Nicht zuletzt hat die von der Landesregierung eingeführte Konnexität dafür gesorgt, dass die Kommunen nicht ersatzlos mit neuen Aufgaben und Ausgaben überfrachtet werden können, sondern dass bei einer Aufgabenübertragung in jedem Einzelfall ein entsprechender Kostenausgleich geprüft und gezahlt werden muss.
Zu 1.:
Wie ich bereits in früheren Antworten auf Anfragen zum Themenkomplex "kommunale Finanzen" ausgeführt habe, ist die Finanzsituation von Land und Kommunen, bedingt durch die Finanz- und Wirtschaftskrise, durchaus ernst. Mir ist es jedoch wichtig darauf hinzuweisen, dass die niedersächsischen Kommunen aufgrund der in den Vorbemerkungen erläuterten Vorarbeiten dieser Landesregierung für die sie erwartenden Herausforderungen gut gerüstet sind. Dennoch gibt es für Land und Kommunen zu einer maßvollen Ausgabenpolitik mit Augenmaß keine Alternativen. Verstärkte Konsolidierungsmaßnahmen auf Seiten von Land und Kommunen sind unabdingbar.
Zu 2.:
Zunächst ist ein Anstieg des Zinsniveaus in unmittelbarer Zukunft nach Auskunft der Nord/LB nicht zu erwarten. Mittelfristig ist lediglich mit einer allmählichen Normalisierung des Zinsniveaus zu rechnen. Und obwohl Jahr für Jahr das Schreckensbild eines sprunghaft steigenden Zinsniveaus gezeichnet wird, ist festzuhalten, dass die Durchschnittsverzinsung seit der deutschen Vereinigung stark rückläufig ist. 2010 wurde sogar ein neuer Tiefstand bei den Langfristzinsen verzeichnet.
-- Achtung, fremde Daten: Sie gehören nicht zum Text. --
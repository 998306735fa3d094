//! chainanchor-storage — ledger-store backends.
//!
//! Backends:
//! - [`memory`] — in-memory (dev/testing, no persistence)
//! - [`sqlite`] — SQLite via `sqlx` (embedded, single-file persistence)

pub mod memory;

#[cfg(feature = "sqlite")]
pub mod sqlite;

pub use memory::InMemoryLedger;

#[cfg(feature = "sqlite")]
pub use sqlite::SqliteLedger;
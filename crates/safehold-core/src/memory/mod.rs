//! Secure memory primitives for secret bytes.
//!
//! Every type here owns its bytes outright and wipes them when dropped, so
//! releasing a secret is the same thing as letting it go out of scope. The
//! backing pages are additionally locked into RAM where the platform allows.
//!
//! # Memory locking
//!
//! Locking is best effort. On Unix the allocation is passed to `mlock(2)`;
//! failure (for example an exhausted `RLIMIT_MEMLOCK`) is logged at debug
//! level and otherwise ignored. Other platforms only get zeroization.

mod buffer;
mod byte_array;
mod byte_list;

use thiserror::Error;

pub use buffer::SecureBuffer;
pub use byte_array::SecureByteArray;
pub use byte_list::{DEFAULT_CAPACITY, MAX_CAPACITY, SecureByteList};

/// Errors raised by the secure memory primitives.
#[derive(Error, Debug, Clone, PartialEq, Eq)]
pub enum SecureMemoryError {
    /// The object was explicitly released and can no longer be used.
    ///
    /// **[PROGRAMMING ERROR]** Only reachable on shared objects such as
    /// [`SecureByteArray`]; owned buffers are released by dropping them.
    #[error("Secure object used after release")]
    UseAfterRelease,

    /// A fixed-capacity buffer has no room for another byte.
    #[error("Secure buffer is full (capacity {capacity})")]
    Full { capacity: usize },

    /// A growable buffer would need more than [`MAX_CAPACITY`] bytes.
    #[error("Requested capacity {requested} exceeds maximum of {max} bytes")]
    CapacityExceeded { requested: usize, max: usize },

    /// A write targeted bytes beyond the live length of the buffer.
    #[error("Position {position} is out of bounds for length {len}")]
    OutOfBounds { position: usize, len: usize },

    /// A thread panicked while holding the buffer's lock.
    #[error("Secure buffer lock was poisoned")]
    LockPoisoned,
}
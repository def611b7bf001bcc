//! Cryptographic services for the vault.
//!
//! - [`encryptor`]: AES-CBC with a fresh random IV, payload `IV || ciphertext`
//! - [`hash`]: PBKDF2 key derivation and salted secret hashing
//! - [`session_key`]: the ephemeral, memory-protected key wrapping the store key

pub mod encryptor;
pub mod hash;
pub mod session_key;
mod thread_safety;

use thiserror::Error;

pub use encryptor::{IV_SIZE, decrypt, encrypt};
pub use hash::{HashAlgorithm, HashProvider, KdfParams, SaltedHash};
pub use session_key::{KeyAccessError, SessionKey};

/// Errors that can occur during cryptographic operations.
///
/// # Security Classification
///
/// CBC has no authentication tag, so a wrong key and tampered ciphertext
/// look the same: a padding failure here or a parse failure one layer up.
/// Both are marked `[INTEGRITY VIOLATION]`.
#[derive(Error, Debug)]
pub enum CryptoError {
    // =========================================================================
    // INTEGRITY VIOLATIONS
    // =========================================================================
    /// Padding was invalid after decryption.
    ///
    /// **[INTEGRITY VIOLATION]** Wrong key, or the ciphertext was modified.
    #[error("[INTEGRITY VIOLATION] Decryption failed - wrong key or corrupted data")]
    DecryptionFailed,

    /// The payload is too short or not a whole number of blocks.
    ///
    /// **[INTEGRITY VIOLATION]**
    #[error("Invalid ciphertext length {length}")]
    InvalidCiphertextLength { length: usize },

    // =========================================================================
    // PROGRAMMING ERRORS
    // =========================================================================
    /// AES keys must be 16, 24 or 32 bytes.
    ///
    /// **[PROGRAMMING ERROR]**
    #[error("Invalid key length {actual}: expected 16, 24 or 32 bytes")]
    InvalidKeyLength { actual: usize },

    /// Key derivation parameters are out of range.
    ///
    /// **[PROGRAMMING ERROR]**
    #[error("Invalid KDF parameters: {0}")]
    InvalidKdfParams(String),

    // =========================================================================
    // SYSTEM ERRORS
    // =========================================================================
    /// Key access failed due to a memory protection error or a poisoned lock.
    ///
    /// **[SYSTEM ERROR]**
    #[error("Key access failed: {0}")]
    KeyAccess(#[from] KeyAccessError),
}
pub mod init;
pub mod item;
pub mod site;
pub mod sync;
//! The unlocked vault a command works on: an authenticated
//! [`StoreManager`] plus the site-list file it was opened from.

use std::fs;
use std::io::{self, Write};
use std::path::{Path, PathBuf};

use anyhow::{Context, Result};
use thiserror::Error;
use tracing::{debug, warn};

use safehold_core::sync::DataStoreResult;
use safehold_core::{DataStore, SiteContext, StoreManager, load_data_store};

use crate::config::Config;

/// Failures the CLI reports with a dedicated exit code.
#[derive(Error, Debug)]
pub enum VaultError {
    #[error("No site list at {}; run `safehold init` first", .0.display())]
    NotInitialized(PathBuf),

    #[error("A site list already exists at {}", .0.display())]
    AlreadyInitialized(PathBuf),

    #[error("No storage sites are configured; add one with `safehold site add-fs`")]
    NoSites,

    #[error("No storage site named '{0}'")]
    SiteNotFound(String),

    #[error("No item named '{0}'")]
    ItemNotFound(String),

    #[error("An item named '{0}' already exists")]
    ItemExists(String),

    #[error("{failed} of {total} storage sites failed")]
    SitesFailed { failed: usize, total: usize },

    #[error("{failed} of {total} storage sites could not be read; nothing was written")]
    SitesUnreadable { failed: usize, total: usize },
}

pub struct Vault {
    pub manager: StoreManager,
    pub ctx: SiteContext,
    sites_file: PathBuf,
    name: String,
}

impl Vault {
    /// Create a new, empty site list protected by `password`.
    pub fn create(config: &Config, sites_file: &Path, password: &str) -> Result<Self> {
        if sites_file.exists() {
            return Err(VaultError::AlreadyInitialized(sites_file.to_path_buf()).into());
        }
        let vault = Self::authenticated(config, sites_file, password)?;
        vault.persist_sites()?;
        Ok(vault)
    }

    /// Unlock the site list at `sites_file`.
    pub fn open(config: &Config, sites_file: &Path, password: &str) -> Result<Self> {
        let encrypted = match fs::read(sites_file) {
            Ok(bytes) => bytes,
            Err(e) if e.kind() == io::ErrorKind::NotFound => {
                return Err(VaultError::NotInitialized(sites_file.to_path_buf()).into());
            }
            Err(e) => {
                return Err(e)
                    .with_context(|| format!("Failed to read site list: {}", sites_file.display()));
            }
        };

        let mut vault = Self::authenticated(config, sites_file, password)?;
        let report = vault
            .manager
            .load_storage_sites(&encrypted)
            .context("Failed to unlock site list")?;
        for skipped in &report.skipped {
            warn!("{skipped}");
        }
        debug!(loaded = report.loaded, "Opened site list");
        Ok(vault)
    }

    fn authenticated(config: &Config, sites_file: &Path, password: &str) -> Result<Self> {
        let mut manager = StoreManager::with_kdf(config.kdf_params()?);
        manager.authenticate(password.as_bytes())?;
        Ok(Self {
            manager,
            ctx: SiteContext::new(),
            sites_file: sites_file.to_path_buf(),
            name: config.vault_name().to_string(),
        })
    }

    pub fn sites_file(&self) -> &Path {
        &self.sites_file
    }

    /// Encrypt the current site list and replace the file atomically.
    pub fn persist_sites(&self) -> Result<()> {
        let encrypted = self.manager.save_storage_sites()?;
        safe_write(&self.sites_file, &encrypted)
            .with_context(|| format!("Failed to write site list: {}", self.sites_file.display()))
    }

    /// Load and reconcile the vault from every site.
    pub async fn load(&self) -> Result<DataStoreResult> {
        if self.manager.sites().is_empty() {
            return Err(VaultError::NoSites.into());
        }
        let result = load_data_store(&self.manager, &self.ctx).await?;
        for outcome in result.failed() {
            if let Some(e) = outcome.error() {
                warn!(site = %outcome.site_name, "Could not load vault: {e}");
            }
        }
        Ok(result)
    }

    /// Load the vault for reading.
    ///
    /// Unreadable sites are tolerated as long as some site produced the
    /// vault. A fresh, empty vault stands in only when every site is empty.
    pub async fn load_for_read(&self) -> Result<DataStore> {
        let result = self.load().await?;
        let failed = result.failed().count();
        match result.store {
            Some(store) => Ok(store),
            None if failed > 0 => Err(VaultError::SitesUnreadable {
                failed,
                total: result.outcomes.len(),
            }
            .into()),
            None => Ok(DataStore::new(self.name.as_bytes())),
        }
    }

    /// Load the vault before changing it and writing it to every site.
    ///
    /// Every site must load or be empty: writing over a site whose copy
    /// could not be read would replace records that were never seen.
    pub async fn load_for_update(&self) -> Result<DataStore> {
        let result = self.load().await?;
        let failed = result.failed().count();
        if failed > 0 {
            return Err(VaultError::SitesUnreadable {
                failed,
                total: result.outcomes.len(),
            }
            .into());
        }
        Ok(result
            .store
            .unwrap_or_else(|| DataStore::new(self.name.as_bytes())))
    }
}

/// Write via a sibling temp file and rename, so a crash never leaves a
/// truncated site list behind.
fn safe_write(path: &Path, data: &[u8]) -> io::Result<()> {
    let dir = match path.parent() {
        Some(dir) if !dir.as_os_str().is_empty() => dir,
        _ => Path::new("."),
    };
    fs::create_dir_all(dir)?;

    let file_name = path
        .file_name()
        .map(|n| n.to_string_lossy().into_owned())
        .unwrap_or_default();
    let temp_path = dir.join(format!(".{file_name}.tmp.{}", hex::encode(rand::random::<[u8; 4]>())));

    let result = (|| {
        let mut file = fs::File::create(&temp_path)?;
        file.write_all(data)?;
        file.sync_all()?;
        fs::rename(&temp_path, path)
    })();
    if result.is_err() {
        let _ = fs::remove_file(&temp_path);
    }
    result
}

#[cfg(test)]
mod tests {
    use super::*;
    use tempfile::TempDir;

    #[test]
    fn test_safe_write_replaces_contents() {
        let dir = TempDir::new().unwrap();
        let path = dir.path().join("nested").join("sites.bin");

        safe_write(&path, b"first").unwrap();
        safe_write(&path, b"second").unwrap();

        assert_eq!(fs::read(&path).unwrap(), b"second");
        let leftovers = fs::read_dir(path.parent().unwrap()).unwrap().count();
        assert_eq!(leftovers, 1);
    }
}
use thiserror::Error;

use crate::data::DataStore;
use crate::storage::{SiteError, StorageSiteKind};
use crate::store::StoreError;

/// Why one site failed during a multi-site operation.
#[derive(Error, Debug)]
pub enum SiteSyncError {
    /// The site itself could not be read or written.
    #[error(transparent)]
    Site(#[from] SiteError),

    /// The site's content could not be decrypted or parsed.
    #[error(transparent)]
    Store(#[from] StoreError),
}

/// What happened at one site.
#[derive(Debug)]
pub enum SiteStatus {
    /// Ciphertext was loaded and decrypted.
    Loaded,
    /// The site holds nothing yet.
    Empty,
    /// Ciphertext was written.
    Saved,
    /// Not written back because the site's own copy could not be loaded.
    Skipped,
    Failed(SiteSyncError),
}

#[derive(Debug)]
pub struct SiteOutcome {
    pub site_name: String,
    pub kind: StorageSiteKind,
    pub status: SiteStatus,
}

impl SiteOutcome {
    pub fn is_failure(&self) -> bool {
        matches!(self.status, SiteStatus::Failed(_))
    }

    pub fn error(&self) -> Option<&SiteSyncError> {
        match &self.status {
            SiteStatus::Failed(e) => Some(e),
            _ => None,
        }
    }
}

/// Result of loading a vault from every configured site.
#[derive(Debug)]
pub struct DataStoreResult {
    /// The reconciled store, or `None` if no site produced one.
    pub store: Option<DataStore>,
    /// One entry per site, in configuration order.
    pub outcomes: Vec<SiteOutcome>,
}

impl DataStoreResult {
    /// Number of sites whose copy took part in reconciliation.
    pub fn loaded_count(&self) -> usize {
        self.outcomes
            .iter()
            .filter(|o| matches!(o.status, SiteStatus::Loaded))
            .count()
    }

    pub fn failed(&self) -> impl Iterator<Item = &SiteOutcome> {
        self.outcomes.iter().filter(|o| o.is_failure())
    }
}

/// Result of writing a vault to every configured site.
#[derive(Debug)]
pub struct SaveDataStoreResult {
    /// One entry per site, in configuration order.
    pub outcomes: Vec<SiteOutcome>,
}

impl SaveDataStoreResult {
    pub fn succeeded(&self) -> impl Iterator<Item = &SiteOutcome> {
        self.outcomes
            .iter()
            .filter(|o| matches!(o.status, SiteStatus::Saved))
    }

    pub fn failed(&self) -> impl Iterator<Item = &SiteOutcome> {
        self.outcomes.iter().filter(|o| o.is_failure())
    }

    /// Whether every site was written; skipped sites count against this.
    pub fn all_succeeded(&self) -> bool {
        self.succeeded().count() == self.outcomes.len()
    }

    pub fn skipped(&self) -> impl Iterator<Item = &SiteOutcome> {
        self.outcomes
            .iter()
            .filter(|o| matches!(o.status, SiteStatus::Skipped))
    }

    /// Whether at least `required` sites were written.
    pub fn has_quorum(&self, required: usize) -> bool {
        self.succeeded().count() >= required
    }
}

/// Result of [`synchronize`](super::synchronize).
#[derive(Debug)]
pub struct SyncResult {
    pub load: DataStoreResult,
    /// `None` when nothing was loaded and there was nothing to write back.
    pub save: Option<SaveDataStoreResult>,
}
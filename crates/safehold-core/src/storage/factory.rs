use thiserror::Error;
use tracing::trace;

use super::{StorageSite, StorageSiteKind};
use crate::wire::{WireError, WireReader};

/// Errors raised while materializing a site from its persisted record.
#[derive(Error, Debug, Clone, PartialEq, Eq)]
pub enum FactoryError {
    /// The record names a site variant this build does not support.
    ///
    /// Fatal for that record only.
    #[error("Unsupported storage site type '{type_name}'")]
    Unsupported { type_name: String },

    /// The record is not a valid encoding of the named variant.
    ///
    /// **[INTEGRITY VIOLATION]**
    #[error("Malformed storage site record: {0}")]
    Malformed(#[from] WireError),
}

/// Builds [`StorageSite`]s from `(type name, record)` pairs.
pub struct StorageSiteFactory;

impl StorageSiteFactory {
    /// Materialize the site described by `record`.
    ///
    /// `type_name` selects the variant; the record's own type id must agree
    /// with it.
    pub fn create(type_name: &str, record: &[u8]) -> Result<StorageSite, FactoryError> {
        let kind = StorageSiteKind::from_type_name(type_name).ok_or_else(|| FactoryError::Unsupported {
            type_name: type_name.to_string(),
        })?;
        trace!(%kind, bytes = record.len(), "Creating storage site");
        Ok(StorageSite::read_as(kind, &mut WireReader::new(record))?)
    }
}

#[cfg(test)]
mod tests {
    use super::*;
    use crate::storage::{BrowserSyncSite, FileSystemSite};
    use crate::wire::WireFormat;

    #[test]
    fn test_create_dispatches_by_name() {
        let site = StorageSite::from(BrowserSyncSite::new("ext", "vault-key"));
        let record = site.to_wire().unwrap();
        let created = StorageSiteFactory::create("BrowserSync", record.as_slice()).unwrap();
        assert_eq!(created, site);
    }

    #[test]
    fn test_unsupported_type_name() {
        assert_eq!(
            StorageSiteFactory::create("Dropbox", &[]),
            Err(FactoryError::Unsupported {
                type_name: "Dropbox".to_string()
            })
        );
    }

    #[test]
    fn test_name_and_id_must_agree() {
        let record = StorageSite::from(FileSystemSite::new("fs", "/x")).to_wire().unwrap();
        assert_eq!(
            StorageSiteFactory::create("RemoteApi", record.as_slice()),
            Err(FactoryError::Malformed(WireError::UnexpectedTypeId {
                expected: 3,
                found: 1
            }))
        );
    }

    #[test]
    fn test_truncated_record() {
        assert!(matches!(
            StorageSiteFactory::create("FileSystem", &[9, 0, 0, 0, 1]),
            Err(FactoryError::Malformed(WireError::Truncated { .. }))
        ));
    }
}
Wir haben mit dem Blick auf das günstige Zinsniveau bereits vor einiger Zeit den Kommunen die Möglichkeit eingeräumt, die Zinsen für ihre Kassenkredite mit einer Laufzeit von vier Jahren zu binden. Die kommunalen Körperschaften können so auch langfristig von einem günstigen Zinssatz profitieren.
Darüber hinaus wird der Zukunftsvertrag einen Beitrag dazu leisten, bei kommunalen Körperschaften nachhaltig die Leistungsfähigkeit wiederherzustellen. Voraussetzung dafür ist, dass die Kommune ihre schwierige Lage nicht selbst verschuldet hat und bereit ist, sich für eine Verbesserung ihrer Lage nachhaltig zu engagieren. Ohne eigene Bemühungen wird es aber keine zusätzlichen Leistungen geben. Zudem halten wir an der Gewährung von Bedarfszuwei-sungen fest. Auch diese stellen eine wichtige Hilfe des Landes zur Sicherstellung der Liquidität dar.
Zu 3.:
Auch aus meiner Sicht ist eine Modernisierung der kommunalen Finanzierungssysteme unbedingt notwendig. Ich habe bereits mehrfach deutlich gemacht, dass ich eine Verbesserung und Verstetigung der kommunalen Einnahmesituation für unumgänglich halte.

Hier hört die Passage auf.